Data and behavior are placed together.

2. Information hiding

Internal data is protected from direct outside access.

Why encapsulation is important

• protects data
• prevents accidental changes
• improves flexibility
• reduces complexity
• helps maintain data integrity

Real-world example

A bank account balance should not be changed directly.

Instead of:

account.balance = -1000

We use:

deposit()
withdraw()

This ensures the class can control valid updates.

Encapsulation Diagram

Encapsulation Example

#include <iostream>
using namespace std;
 
class BankAccount {
private:
    double balance;
 
public:
    BankAccount(double initialBalance) {
        balance = initialBalance;
    }
 
    void deposit(double amount) {
        if (amount > 0) balance += amount;
    }
 
    void withdraw(double amount) {
        if (amount > 0 && amount <= balance) balance -= amount;
    }
 
    double getBalance() {
        return balance;
    }
};
 
int main() {
    BankAccount account(1000);
    account.deposit(500);
    account.withdraw(200);
    cout << account.getBalance() << endl;
    return 0;
}

class BankAccount {
    private double balance;
 
    BankAccount(double initialBalance) {
        balance = initialBalance;
    }
 
    void deposit(double amount) {
        if (amount > 0) balance += amount;
    }
 
    void withdraw(double amount) {
        if (amount > 0 && amount <= balance) balance -= amount;
    }
 
    double getBalance() {
        return balance;
    }
}
 
public class Main {
    public static void main(String[] args) {
        BankAccount account = new BankAccount(1000);
        account.deposit(500);
        account.withdraw(200);
        System.out.println(account.getBalance());
    }
}

class BankAccount:
    def __init__(self, initial_balance):
        self.__balance = initial_balance
 
    def deposit(self, amount):
        if amount > 0:
            self.__balance += amount
 
    def withdraw(self, amount):
        if 0 < amount <= self.__balance:
            self.__balance -= amount
 
    def get_balance(self):
        return self.__balance
 
account = BankAccount(1000)
account.deposit(500)
account.withdraw(200)
print(account.get_balance())

Encapsulation vs Abstraction

These two are related, but they are not the same.

Access Modifiers

Access modifiers define how much access outside code has to classes, methods, and variables.

They support:

• encapsulation
• information hiding
• controlled access

Types of access modifiers

1. Public

Public members are accessible from anywhere.

Usage

• methods meant for external use
• public APIs
• getters and setters

2. Protected

Protected members are accessible:

• within the class
• within child classes

3. Private

Private members are accessible only inside the same class.

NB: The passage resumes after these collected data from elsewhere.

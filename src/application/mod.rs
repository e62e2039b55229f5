//! Application layer - use case handlers.

pub mod handlers;

pub use handlers::{
    AnalysisOutcome, AnalyzeInteractionCommand, AnalyzeInteractionError,
    AnalyzeInteractionHandler, GetProfileReportCommand, GetProfileReportError,
    GetProfileReportHandler,
};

This is the strongest form of hiding internal state.

Access Modifier Example

#include <iostream>
using namespace std;
 
class Demo {
public:
    int a = 10;
 
protected:
    int b = 20;
 
private:
    int c = 30;
};
 
int main() {
    Demo d;
    cout << d.a << endl;
    return 0;
}

class Demo {
    public int a = 10;
    protected int b = 20;
    private int c = 30;
}
 
public class Main {
    public static void main(String[] args) {
        Demo d = new Demo();
        System.out.println(d.a);
    }
}

Python

Python does not enforce access modifiers strictly, but follows naming conventions.

• public → normal name
• _protected → conventionally protected
• __private → name mangling for stronger hiding

class Demo:
    def __init__(self):
        self.a = 10
        self._b = 20
        self.__c = 30
 
d = Demo()
print(d.a)

3. Inheritance

Inheritance is the process where one class acquires the properties and behaviors of another class.

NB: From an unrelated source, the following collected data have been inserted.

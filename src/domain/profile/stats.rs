//! Incremental statistics used by the profile aggregate.

use serde::{Deserialize, Serialize};

/// Exponential moving average. The first observation seeds the mean
/// directly so a new profile does not start biased toward zero.
#[derive(Debug, Clone, Copy, PartialEq, Default, Serialize, Deserialize)]
pub struct EmaMean {
    value: f64,
    seeded: bool,
}

impl EmaMean {
    pub fn update(&mut self, alpha: f64, observation: f64) {
        if self.seeded {
            self.value += alpha * (observation - self.value);
        } else {
            self.value = observation;
            self.seeded = true;
        }
    }

    pub fn value(&self) -> f64 {
        self.value
    }
}

/// Welford's online variance. Numerically stable over long update streams,
/// no history replay needed.
#[derive(Debug, Clone, Copy, PartialEq, Default, Serialize, Deserialize)]
pub struct WelfordStats {
    count: u64,
    mean: f64,
    m2: f64,
}

impl WelfordStats {
    pub fn update(&mut self, observation: f64) {
        self.count += 1;
        let delta = observation - self.mean;
        self.mean += delta / self.count as f64;
        let delta2 = observation - self.mean;
        self.m2 += delta * delta2;
    }

    pub fn count(&self) -> u64 {
        self.count
    }

    pub fn mean(&self) -> f64 {
        self.mean
    }

    /// Population variance; 0.0 with fewer than two observations.
    pub fn variance(&self) -> f64 {
        if self.count < 2 {
            0.0
        } else {
            self.m2 / self.count as f64
        }
    }

    pub fn std_dev(&self) -> f64 {
        self.variance().sqrt()
    }
}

• The existing class is called the parent class, base class, or superclass
• The new class is called the child class, derived class, or subclass

Why inheritance is used

• code reuse
• reduced duplication
• easy extension
• better hierarchy modeling
• support for polymorphism

Real-world example

• Dog is an Animal
• Car is a Vehicle
• Manager is an Employee

These are called is-a relationships.

Inheritance Diagram

Inheritance example

#include <iostream>
using namespace std;
 
class Animal {
public:
    void eat() {
        cout << "Eating" << endl;
    }
};
 
class Dog : public Animal {
public:
    void bark() {
        cout << "Barking" << endl;
    }
};
 
int main() {
    Dog dog;
    dog.eat();
    dog.bark();
    return 0;
}

class Animal {
    void eat() {
        System.out.println("Eating");
    }
}
 
class Dog extends Animal {
    void bark() {
        System.out.println("Barking");
    }
}
 
public class Main {
    public static void main(String[] args) {
        Dog dog = new Dog();
        dog.eat();
        dog.bark();
    }
}

class Animal:
    def eat(self):
        print("Eating")
 
class Dog(Animal):
    def bark(self):
        print("Barking")
 
dog = Dog()
dog.eat()
dog.bark()

Benefits of inheritance

Drawbacks of inheritance

Types of Inheritance

There are several types of inheritance in OOP.

1. Single Inheritance

A child class inherits from one parent class.

Example

• Car inherits from Vehicle

Why it is useful

Single inheritance is simple and easy to understand. It is usually the first and safest form of inheritance to use.

Advantages

• simple
• easy to understand
• less ambiguity

Disadvantages

• limited reuse if features from many parents are needed

Single Inheritance Diagram

Single Inheritance Example

#include <iostream>
using namespace std;
 
class Vehicle {
public:
    void startEngine() {
        cout << "Engine started" << endl;
    }
};
 
class Car : public Vehicle {
public:
    void drive() {
        cout << "Car is driving" << endl;
    }
};
 
int main() {
    Car car;
    car.startEngine();
    car.drive();
    return 0;
}

class Vehicle {
    void startEngine() {
        System.out.println("Engine started");
    }
}
 
class Car extends Vehicle {
    void drive() {
        System.out.println("Car is driving");
    }
}
 
public class Main {
    public static void main(String[] args) {
        Car car = new Car();
        car.startEngine();
        car.drive();
    }
}

class Vehicle:
    def start_engine(self):
        print("Engine started")
 
class Car(Vehicle):
    def drive(self):
        print("Car is driving")
 
car = Car()
car.start_engine()
car.drive()

Explanation

Here, Car gets the startEngine() behavior from Vehicle, and it also has its own drive() method.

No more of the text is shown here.